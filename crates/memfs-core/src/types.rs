// Copyright 2025 Schelling Point Labs Inc
// SPDX-License-Identifier: AGPL-3.0-only

//! Core type definitions for memfs

use serde::{Deserialize, Serialize};
use std::time::{Duration, SystemTime, UNIX_EPOCH};

// libc exposes these as `mode_t`, which is u16 on some BSDs.
pub const S_IFMT: u32 = libc::S_IFMT as u32;
pub const S_IFREG: u32 = libc::S_IFREG as u32;
pub const S_IFDIR: u32 = libc::S_IFDIR as u32;
pub const S_IFLNK: u32 = libc::S_IFLNK as u32;
pub const S_IFCHR: u32 = libc::S_IFCHR as u32;
pub const S_IFBLK: u32 = libc::S_IFBLK as u32;
pub const S_IFIFO: u32 = libc::S_IFIFO as u32;
pub const S_IFSOCK: u32 = libc::S_IFSOCK as u32;

/// Permission bits (including setuid, setgid and sticky).
pub const PERM_MASK: u32 = 0o7777;

/// Longest accepted path component, in bytes.
pub const NAME_MAX: usize = 255;

pub const XATTR_CREATE: i32 = libc::XATTR_CREATE;
pub const XATTR_REPLACE: i32 = libc::XATTR_REPLACE;

/// Attribute name reserved by macOS for resource forks; never stored.
pub const RESOURCE_FORK_XATTR: &str = "com.apple.ResourceFork";

/// Seconds and nanoseconds since the Unix epoch
#[derive(Clone, Copy, Debug, Default, PartialEq, Eq, PartialOrd, Ord, Hash, Serialize, Deserialize)]
pub struct Timespec {
    pub sec: i64,
    pub nsec: u32,
}

impl Timespec {
    pub fn new(sec: i64, nsec: u32) -> Self {
        Self { sec, nsec }
    }

    pub fn now() -> Self {
        Self::from(SystemTime::now())
    }

    pub fn to_system_time(self) -> SystemTime {
        if self.sec >= 0 {
            UNIX_EPOCH + Duration::new(self.sec as u64, self.nsec)
        } else {
            UNIX_EPOCH - Duration::from_secs(self.sec.unsigned_abs()) + Duration::from_nanos(self.nsec as u64)
        }
    }
}

impl From<SystemTime> for Timespec {
    fn from(t: SystemTime) -> Self {
        match t.duration_since(UNIX_EPOCH) {
            Ok(d) => Self::new(d.as_secs() as i64, d.subsec_nanos()),
            Err(e) => {
                let d = e.duration();
                if d.subsec_nanos() == 0 {
                    Self::new(-(d.as_secs() as i64), 0)
                } else {
                    Self::new(-(d.as_secs() as i64) - 1, 1_000_000_000 - d.subsec_nanos())
                }
            }
        }
    }
}

/// POSIX-like metadata record of a node
#[derive(Clone, Copy, Debug, Default, PartialEq, Eq, Serialize, Deserialize)]
pub struct Stat {
    pub dev: u64,
    pub ino: u64,
    pub mode: u32,
    pub nlink: u32,
    pub uid: u32,
    pub gid: u32,
    pub rdev: u64,
    pub size: u64,
    pub atime: Timespec,
    pub mtime: Timespec,
    pub ctime: Timespec,
    pub birthtime: Timespec,
    /// BSD-style flags (UF_*/SF_*)
    pub flags: u32,
}

impl Stat {
    pub fn file_type(&self) -> u32 {
        self.mode & S_IFMT
    }

    pub fn is_dir(&self) -> bool {
        self.file_type() == S_IFDIR
    }

    pub fn is_file(&self) -> bool {
        self.file_type() == S_IFREG
    }

    pub fn is_symlink(&self) -> bool {
        self.file_type() == S_IFLNK
    }

    /// Permission bits only.
    pub fn perm(&self) -> u32 {
        self.mode & PERM_MASK
    }

    /// Number of 512-byte blocks backing `size`.
    pub fn blocks(&self) -> u64 {
        self.size.div_ceil(512)
    }
}

/// Opaque handle identifier
///
/// Handles are the inode number of the opened node; concurrent opens of the
/// same node share a handle and are reference counted.
#[derive(Clone, Copy, Debug, PartialEq, Eq, Hash, Serialize, Deserialize)]
pub struct HandleId(pub u64);

impl HandleId {
    /// "No handle": operations that accept one fall back to path lookup.
    pub const INVALID: HandleId = HandleId(u64::MAX);

    pub fn new(id: u64) -> Self {
        Self(id)
    }

    pub fn is_valid(&self) -> bool {
        *self != Self::INVALID
    }
}

/// Identity of the caller issuing an operation
#[derive(Clone, Copy, Debug, Default, PartialEq, Eq, Serialize, Deserialize)]
pub struct Context {
    pub uid: u32,
    pub gid: u32,
    pub pid: u32,
}

impl Context {
    pub fn new(uid: u32, gid: u32, pid: u32) -> Self {
        Self { uid, gid, pid }
    }
}

/// Source of "now" for timestamp bookkeeping
#[cfg_attr(test, mockall::automock)]
pub trait Clock: Send + Sync {
    fn now(&self) -> Timespec;
}

/// Wall-clock time from the operating system
#[derive(Clone, Copy, Debug, Default)]
pub struct SystemClock;

impl Clock for SystemClock {
    fn now(&self) -> Timespec {
        Timespec::now()
    }
}

#[cfg(test)]
mod tests {
    use super::*;

    #[test]
    fn test_timespec_system_time_round_trip() {
        let ts = Timespec::new(1_700_000_000, 123_456_789);
        assert_eq!(Timespec::from(ts.to_system_time()), ts);

        let before_epoch = Timespec::new(-2, 500_000_000);
        assert_eq!(Timespec::from(before_epoch.to_system_time()), before_epoch);
    }

    #[test]
    fn test_stat_type_helpers() {
        let stat = Stat {
            mode: S_IFDIR | 0o755,
            size: 1025,
            ..Default::default()
        };
        assert!(stat.is_dir());
        assert!(!stat.is_file());
        assert_eq!(stat.perm(), 0o755);
        assert_eq!(stat.blocks(), 3);
    }

    #[test]
    fn test_invalid_handle_sentinel() {
        assert_eq!(HandleId::INVALID.0, u64::MAX);
        assert!(!HandleId::INVALID.is_valid());
        assert!(HandleId::new(1).is_valid());
    }
}
// Copyright 2025 Schelling Point Labs Inc
// SPDX-License-Identifier: AGPL-3.0-only

//! The filesystem state engine
//!
//! [`FsCore`] owns the node table, the handle table and the inode counter
//! behind one mutex. Every public operation takes the lock on entry, resolves
//! its path or handle, checks all preconditions, and only then mutates.

use crate::config::FsConfig;
use crate::error::{FsError, FsResult};
use crate::fault::{FaultInjector, FaultOp, FaultPolicy};
use crate::node::{Ino, Node, NodeKind};
use crate::payload::{Payload, ALLOC_UNIT};
use crate::resolve::{resolve, Lookup};
use crate::types::{
    Clock, Context, HandleId, Stat, SystemClock, Timespec, PERM_MASK, RESOURCE_FORK_XATTR,
    S_IFBLK, S_IFCHR, S_IFDIR, S_IFLNK, S_IFMT, S_IFREG, XATTR_CREATE, XATTR_REPLACE,
};
use std::collections::{BTreeMap, HashMap, HashSet};
use std::sync::{Arc, Mutex, MutexGuard, PoisonError};
use tracing::{debug, info, trace, warn};

/// Inode number of the root directory, matching the FUSE root id.
pub const ROOT_INO: u64 = 1;

/// Engine-wide counters
#[derive(Clone, Debug, Default, PartialEq, Eq)]
pub struct FsStats {
    pub nodes: usize,
    pub open_handles: usize,
    /// Bytes held by file payloads, counted at allocation granularity
    pub payload_bytes: u64,
}

struct FsState {
    nodes: HashMap<Ino, Node>,
    handles: HashMap<HandleId, Ino>,
    next_ino: Ino,
    faults: FaultInjector,
}

/// The main filesystem core implementation
pub struct FsCore {
    config: FsConfig,
    clock: Arc<dyn Clock>,
    state: Mutex<FsState>,
}

impl FsState {
    fn lookup<'p>(&self, path: &'p str, ancestor: Option<Ino>) -> FsResult<Lookup<'p>> {
        resolve(&self.nodes, ROOT_INO, path, ancestor)
    }

    fn node(&self, ino: Ino) -> FsResult<&Node> {
        self.nodes.get(&ino).ok_or(FsError::NotFound)
    }

    fn node_mut(&mut self, ino: Ino) -> FsResult<&mut Node> {
        self.nodes.get_mut(&ino).ok_or(FsError::NotFound)
    }

    fn existing(&self, path: &str) -> FsResult<Ino> {
        self.lookup(path, None)?.node.ok_or(FsError::NotFound)
    }

    /// Node named by an open handle, or by `path` when `fh` is the sentinel.
    fn get_node(&self, path: &str, fh: HandleId) -> FsResult<Ino> {
        if fh.is_valid() {
            self.handles.get(&fh).copied().ok_or(FsError::NotFound)
        } else {
            self.existing(path)
        }
    }

    /// Directory the final component of `lookup` would be created in.
    fn parent_dir(&self, lookup: &Lookup<'_>) -> FsResult<Ino> {
        let parent = lookup.parent.ok_or(FsError::NotFound)?;
        if self.node(parent)?.is_dir() {
            Ok(parent)
        } else {
            Err(FsError::NotADirectory)
        }
    }

    fn allocate_ino(&mut self) -> Ino {
        let ino = self.next_ino;
        self.next_ino += 1;
        ino
    }

    fn link_child(&mut self, parent: Ino, name: &str, child: Ino, now: Timespec) {
        if let Some(dir) = self.nodes.get_mut(&parent) {
            if let Some(children) = dir.children_mut() {
                children.insert(name.to_string(), child);
            }
            dir.touch_modified(now);
        }
    }

    fn unlink_child(&mut self, parent: Ino, name: &str, now: Timespec) {
        if let Some(dir) = self.nodes.get_mut(&parent) {
            if let Some(children) = dir.children_mut() {
                children.remove(name);
            }
            dir.touch_modified(now);
        }
    }

    /// Drop one directory reference; frees the node once nothing refers to it.
    fn drop_link(&mut self, ino: Ino, now: Timespec) {
        let Some(node) = self.nodes.get_mut(&ino) else {
            return;
        };
        node.stat.nlink = node.stat.nlink.saturating_sub(1);
        node.touch_ctime(now);
        if node.stat.nlink == 0 && node.open_count == 0 {
            self.nodes.remove(&ino);
        }
    }

    fn make_node(
        &mut self,
        ctx: &Context,
        path: &str,
        mode: u32,
        dev: u64,
        target: Option<&str>,
        now: Timespec,
    ) -> FsResult<()> {
        let lookup = self.lookup(path, None)?;
        let parent = self.parent_dir(&lookup)?;
        if lookup.node.is_some() {
            return Err(FsError::AlreadyExists);
        }

        let ino = self.allocate_ino();
        let mut node = Node::new(dev, ino, mode, ctx.uid, ctx.gid, now);
        if matches!(mode & S_IFMT, S_IFCHR | S_IFBLK) {
            node.stat.rdev = dev;
        }
        if let Some(target) = target {
            node.stat.size = target.len() as u64;
            node.kind = NodeKind::Symlink {
                target: target.to_string(),
            };
        }
        let ctime = node.stat.ctime;
        self.nodes.insert(ino, node);
        self.link_child(parent, lookup.name, ino, ctime);
        Ok(())
    }

    fn remove_node(&mut self, path: &str, expect_dir: bool, now: Timespec) -> FsResult<()> {
        let lookup = self.lookup(path, None)?;
        let ino = lookup.node.ok_or(FsError::NotFound)?;
        let node = self.node(ino)?;
        if expect_dir && !node.is_dir() {
            return Err(FsError::NotADirectory);
        }
        if !expect_dir && node.is_dir() {
            return Err(FsError::IsADirectory);
        }
        if ino == ROOT_INO {
            return Err(FsError::Busy);
        }
        if node.has_children() {
            return Err(FsError::NotEmpty);
        }
        let parent = lookup.parent.ok_or(FsError::NotFound)?;

        self.unlink_child(parent, lookup.name, now);
        self.drop_link(ino, now);
        Ok(())
    }

    fn open_node(&mut self, path: &str, expect_dir: bool) -> FsResult<HandleId> {
        let ino = self.existing(path)?;
        let node = self.node_mut(ino)?;
        if expect_dir && !node.is_dir() {
            return Err(FsError::NotADirectory);
        }
        if !expect_dir && node.is_dir() {
            return Err(FsError::IsADirectory);
        }
        node.open_count += 1;
        let fh = HandleId::new(ino);
        if node.open_count == 1 {
            self.handles.insert(fh, ino);
        }
        Ok(fh)
    }

    fn close_node(&mut self, fh: HandleId) {
        let Some(&ino) = self.handles.get(&fh) else {
            warn!(target: "memfs::ops", handle = fh.0, "release of unknown handle");
            return;
        };
        let Some(node) = self.nodes.get_mut(&ino) else {
            self.handles.remove(&fh);
            return;
        };
        node.open_count = node.open_count.saturating_sub(1);
        if node.open_count == 0 {
            self.handles.remove(&fh);
            if node.stat.nlink == 0 {
                debug!(target: "memfs::ops", ino, "freeing unlinked node on last close");
                self.nodes.remove(&ino);
            }
        }
    }
}

/// Split a node into its stat block and file payload, rejecting non-files.
fn file_parts(node: &mut Node) -> FsResult<(&mut Stat, &mut Payload)> {
    let Node { stat, kind, .. } = node;
    match kind {
        NodeKind::File { payload } => Ok((stat, payload)),
        NodeKind::Directory { .. } => Err(FsError::IsADirectory),
        NodeKind::Symlink { .. } | NodeKind::Special => Err(FsError::InvalidArgument),
    }
}

/// Resize a file payload, honouring injected faults. Leaves `stat` and
/// `payload` untouched on failure.
fn resize_file(
    faults: &mut FaultInjector,
    op: FaultOp,
    stat: &mut Stat,
    payload: &mut Payload,
    new_size: u64,
) -> FsResult<()> {
    let res = match faults.should_fault(op) {
        Some(err) => Err(err),
        None => payload.resize(stat.size, new_size, true),
    };
    if res.is_err() {
        warn!(
            target: "memfs::ops",
            ino = stat.ino,
            size = stat.size,
            new_size,
            "payload allocation failed"
        );
    }
    res?;
    stat.size = new_size;
    Ok(())
}

fn check_xattr_name(name: &str) -> FsResult<()> {
    if name == RESOURCE_FORK_XATTR {
        Err(FsError::Unsupported)
    } else {
        Ok(())
    }
}

fn log_result<T>(op: &'static str, ctx: &Context, path: &str, res: &FsResult<T>) {
    match res {
        Ok(_) => trace!(
            target: "memfs::ops",
            op,
            path,
            uid = ctx.uid,
            gid = ctx.gid,
            pid = ctx.pid,
            "ok"
        ),
        Err(e) => debug!(
            target: "memfs::ops",
            op,
            path,
            uid = ctx.uid,
            gid = ctx.gid,
            pid = ctx.pid,
            errno = e.errno(),
            error = %e,
            "failed"
        ),
    }
}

◆ ◆ ◆ ◆

- _WORK ITEM_
Among the entries above, copy exactly only the lines starting with the one containing "fn existing(&self, path: &str)" and going through the one containing "be created in.", both ends included.

- _RESULT OF THE TASK_
    fn existing(&self, path: &str) -> FsResult<Ino> {
        self.lookup(path, None)?.node.ok_or(FsError::NotFound)
    }

    /// Node named by an open handle, or by `path` when `fh` is the sentinel.
    fn get_node(&self, path: &str, fh: HandleId) -> FsResult<Ino> {
        if fh.is_valid() {
            self.handles.get(&fh).copied().ok_or(FsError::NotFound)
        } else {
            self.existing(path)
        }
    }

    /// Directory the final component of `lookup` would be created in.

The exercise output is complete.